[发明专利]基于DNA-银纳米簇变构探针的转录因子荧光检测方法

权利要求书

1.一种基于DNA-银纳米簇变构探针的转录因子荧光检测方法，其特征在于，该检测方法包括如下步骤：

a)以发卡状DNA为模板，加入硝酸银、硼氢化钠，使其原位还原生成DNA-银纳米簇变构探针AgSwitch；发卡状DNA中含有G增强序列，变构探针AgSwitch中的DNA-银纳米簇与所述G增强序列的距离变化使得体系荧光发生变化；

b)将多个不同浓度的转录因子溶液与步骤a)得到的AgSwitch孵育反应，所述转录因子能够与变构探针AgSwitch特异性结合；

c)测定体系的荧光值，获得转录因子浓度与荧光强度的线性关系，绘制标准曲线；

d）在与步骤c）同样的条件下测定待测样品的荧光强度，根据步骤c)的标准曲线，得到待测样品中转录因子的浓度；

其中，所述发卡状DNA选自以下序列中的一种；

AgSwitch-p50的模板序列，其具有如SEQ ID NO：1所示的碱基序列，可与转录因子p50特异性结合；

AgSwitch-TBP的模板序列，其具有如SEQ ID NO：2所示的碱基序列，可与转录因子TBP特异性结合；

AgSwitch-MITF的模板序列，其具有如SEQ ID NO：3所示的碱基序列，可与转录因子MITF特异性结合。

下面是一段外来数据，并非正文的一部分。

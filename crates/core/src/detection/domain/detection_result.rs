use std::time::Duration;

use crate::shared::face_geometry::FaceGeometry;

/// Faces found in one frame, stamped with that frame's capture time.
#[derive(Clone, Debug, PartialEq)]
pub struct DetectionResult {
    pub geometries: Vec<FaceGeometry>,
    pub captured_at: Duration,
    pub frame_id: usize,
}

impl DetectionResult {
    pub fn new(geometries: Vec<FaceGeometry>, captured_at: Duration, frame_id: usize) -> Self {
        Self {
            geometries,
            captured_at,
            frame_id,
        }
    }

    pub fn face_count(&self) -> usize {
        self.geometries.len()
    }
}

2.根据权利要求1所述的基于DNA-银纳米簇变构探针的转录因子荧光检测方法，其特征在于，步骤a）中，所述DNA-银纳米簇变构探针AgSwitch通过以下步骤制备得到：将1 OD的发卡状DNA模板溶解于900 μL缓冲液 中，加热至90℃，维持15 min后阶梯降温至37℃，降温持续时间为45 min，随后加入15 μL，10 mM新制硝酸银溶液，涡旋混合后避光在冰水混合物中反应30 min，接着，迅速加入20 μL，10 mM新制硼氢化钠溶液，在涡旋混合仪上剧烈涡旋30s，沉浸入冰水混合物中10s，再涡旋30s，反复至少三次，然后避光在冰水混合物中反应过夜；所述缓冲液 为柠檬酸盐缓冲液。

3.根据权利要求2所述的基于DNA-银纳米簇变构探针的转录因子荧光检测方法，其特征在于，所述硼氢化钠溶液用冰水配制。

4.根据权利要求1所述的基于DNA-银纳米簇变构探针的转录因子荧光检测方法，其特征在于，步骤b）中，所述孵育在结合缓冲液中进行，所述结合缓冲液的配方为：10 mMNa₂HPO₄/NaH₂PO₄，100 mM CH₃COONa，10 mM Mg(CH₃COOH)₂，15%甘油，0.08 mg/mL poly(dI-dC)，pH=7.4。

5.根据权利要求4所述的基于DNA-银纳米簇变构探针的转录因子荧光检测方法，其特征在于，步骤b）中，多个不同浓度的转录因子溶液由转录因子的母液稀释制得，所述稀释液为结合缓冲液。

6.根据权利要求5所述的基于DNA-银纳米簇变构探针的转录因子荧光检测方法，其特征在于，多个不同浓度的转录因子溶液的浓度为0.5 nM-1.25 μM。

7.根据权利要求6所述的基于DNA-银纳米簇变构探针的转录因子荧光检测方法，其特征在于，步骤b）的孵育反应体系中，结合缓冲液、转录因子溶液与AgSwitch溶液的体积比为40-50：4-6：1；AgSwitch溶液的浓度为4.5-5.5 μM；孵育反应在37 ℃下进行1 h。

8.根据权利要求1所述的基于DNA-银纳米簇变构探针的转录因子荧光检测方法，其特征在于，步骤c）包括：将孵育反应后所得样品离心，然后装入石英比色皿进行荧光检测，荧光检测条件包括：激发波长为561 nm，扫描速度为1000 nm/min，光电倍增管电压为800 V，激发狭缝和发射狭缝宽度为5 nm。

9.根据权利要求1所述的基于DNA-银纳米簇变构探针的转录因子荧光检测方法，其特征在于，所述待测样品为从实际细胞或组织样品中获得的核蛋白提取物。